Defection reunites brothers
KUNDUZ, Afghanistan—orthern Alliance commander Hanon sat silently at the hearth of his boyhood home in the town he fought so hard to liberate from the Taliban, waving the Polaroid picture he had just taken with his younger brother, Ghulam Sarvar.
The Taliban presence was still here in Kunduz, in the living room of Hanon's house, sitting right next to him on the carpet. But it was OK. It was just his little brother.
"I fought for the terrorists," Ghulam Sarvar said with the kind of smile that warriors often flash in war-stricken lands. "I was one of the Taliban."
Hanon, 36, responded with the kind of reassuring look that big brothers often give their little brothers. He knew the Taliban had pressed Ghulam Sarvar into service to punish his parents for having a son who was a Northern Alliance commander. The two men, who had fought each other so bitterly, now embraced warmly.
The only sound as more than 30 family members crowded the living room was the flap-flap-flap as Hanon waved the picture so it would dry more quickly.
All was forgiven.
The story of Hanon, who like many Afghans uses one name, helps explain how mass defections rather than battlefield victories brought about the Taliban's speedy collapse in northern Afghanistan.
When the Northern Alliance captured Kunduz on Sunday after a two-week siege, its troops arrested as many of the 6,000 foreign mercenaries who fought for the Taliban as they could.
Aware that the extremist militia had forced brothers to fight against each other on front lines, the US-backed alliance did not even try to disarm thousands of Afghans who had fought on the Taliban side.
But the quick reconciliation in northern Afghanistan also raises many questions. How easy would it be for brother to turn against brother again? Who should pay for the Taliban's many abuses? And, in a city still bursting with gun-toting men, how does one distinguish former Taliban fighters from their former enemies?
The answer to these questions in Kunduz is that no one cares. Amid the wreckage of tanks that once guarded the entry to the city, several dozen armed men were waiting for a local commander to arrive. All wore the flat brown hats and brown woolen blankets typical of the ethnic Tajiks who fight among the Northern Alliance troops.
Some of these men were victorious Northern Alliance fighters who had just entered Kunduz. But most were Taliban fighters who switched sides when the city fell.

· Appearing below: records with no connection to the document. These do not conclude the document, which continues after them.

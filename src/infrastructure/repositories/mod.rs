pub mod http_ics_feed_repository;
pub mod ics_feed_repository;

pub use http_ics_feed_repository::HttpIcsFeedRepository;
pub use ics_feed_repository::IcsFeedRepository;
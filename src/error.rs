use axum::{
    http::StatusCode,
    response::{IntoResponse, Response},
    Json,
};
use serde::{Deserialize, Serialize};

/// Main application error type
#[derive(Debug, thiserror::Error)]
pub enum AppError {
    #[error("Server error fetching calendar data: {0}")]
    Aggregation(String),

    #[error("Resource not found: {0}")]
    NotFound(String),
}

/// Error body returned to clients
#[derive(Debug, Serialize, Deserialize)]
pub struct ErrorResponse {
    pub error: String,
}

impl AppError {
    /// Get the HTTP status code for this error
    pub fn status_code(&self) -> StatusCode {
        match self {
            Self::NotFound(_) => StatusCode::NOT_FOUND,
            Self::Aggregation(_) => StatusCode::INTERNAL_SERVER_ERROR,
        }
    }

    pub fn to_response(&self) -> ErrorResponse {
        ErrorResponse {
            error: self.to_string(),
        }
    }
}

impl IntoResponse for AppError {
    fn into_response(self) -> Response {
        let status = self.status_code();
        tracing::error!(
            error = %self,
            status = %status.as_u16(),
            "Request failed"
        );

        (status, Json(self.to_response())).into_response()
    }
}

pub type AppResult<T> = Result<T, AppError>;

"They made us go to the front," said one of the men, Mahommad Anvar, who stood as a friend among his former foes, armed, like them, with a Kalashnikov assault rifle. "They sent me to fight, but in return, they didn't touch my family."
But Dlagha, one of the men who fought under Commander Hanon as the alliance chased the Taliban westward toward Kunduz, said Mahommad Anvar was lying.

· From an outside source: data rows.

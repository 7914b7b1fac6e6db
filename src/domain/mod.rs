pub mod calendar;
use crate::domain::calendar::FetchError;
use async_trait::async_trait;

/// Repository for retrieving raw calendar feeds.
/// Abstracts where feed text comes from (remote HTTP, fixtures in tests, etc.)
///
/// Implementations must not retry: one call is one retrieval attempt.
#[async_trait]
pub trait IcsFeedRepository: Send + Sync {
    /// Fetch the raw ICS text published at `url`
    ///
    /// # Errors
    /// Returns `FetchError::Status` for non-success responses and
    /// `FetchError::Transport` when the request could not be completed
    async fn fetch(&self, url: &str) -> Result<String, FetchError>;
}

"He said they forced him, but he was a volunteer," Dlagha said. "A lot of those guys are former Taliban."
But it no longer matters.
"We are all the same now," said Anvar. "We're Afghans, we're brothers."
Alliance leaders say there is a tactical reason for the smooth assimilation of former Taliban fighters. An estimated 3,000 armed Taliban fighters are holding out in the mountain village of Char-Dara, 6 miles west of Kunduz.

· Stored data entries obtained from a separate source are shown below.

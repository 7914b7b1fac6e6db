use crate::error::AppError;

#[derive(Debug, Clone, PartialEq, Eq, thiserror::Error)]
pub enum FetchError {
    #[error("HTTP {0}")]
    Status(u16),
    #[error("transport error: {0}")]
    Transport(String),
}

#[derive(Debug, Clone, PartialEq, Eq, thiserror::Error)]
pub enum ParseError {
    #[error("no VCALENDAR block found")]
    NotACalendar,
    #[error("malformed calendar data: {0}")]
    Malformed(String),
}

/// Why a single feed was left out of an aggregation pass
#[derive(Debug, Clone, PartialEq, Eq, thiserror::Error)]
pub enum FeedError {
    #[error("fetch failed: {0}")]
    Fetch(#[from] FetchError),
    #[error("parse failed: {0}")]
    Parse(#[from] ParseError),
}

#[derive(Debug, Clone, PartialEq, Eq, thiserror::Error)]
pub enum AggregationError {
    /// Every configured feed failed; callers receive an empty result.
    #[error("no feed could be loaded")]
    NoFeedsAvailable,
    #[error("feed task failed: {0}")]
    Task(String),
}

impl From<AggregationError> for AppError {
    fn from(err: AggregationError) -> Self {
        AppError::Aggregation(err.to_string())
    }
}
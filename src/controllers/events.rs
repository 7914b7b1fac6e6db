use axum::{extract::State, Json};
use std::sync::Arc;

use crate::{
    domain::calendar::{AggregationResult, CalendarServiceApi},
    error::AppResult,
};

pub struct EventsController {
    calendar_service: Arc<dyn CalendarServiceApi>,
}

impl EventsController {
    pub fn new(calendar_service: Arc<dyn CalendarServiceApi>) -> Self {
        Self { calendar_service }
    }

    /// GET /events - Merged events of all configured feeds
    pub async fn get_events(
        State(controller): State<Arc<EventsController>>,
    ) -> AppResult<Json<Arc<AggregationResult>>> {
        tracing::debug!("Handling /events request");
        let result = controller.calendar_service.get_events().await?;
        Ok(Json(result))
    }
}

US warplanes are bombing the position daily. But the alliance hopes that if they learn that Afghans who defect are treated well, they will end their resistance, said Abdul Kayum, an alliance commander in Imam Sahib, 20 miles north of Kunduz.
"We are treating the Taliban well, feeding them, letting them walk around freely, giving them clothes and bedding," Abdul Kayum said. "We have forgiven them."
But have they forgiven him? Some of the former Taliban lurking near Abdul Kayum's home did not look that way. The men still wore the black turbans and robes and long beards of Taliban fighters. They glared malevolently as Abdul Kayum strode by.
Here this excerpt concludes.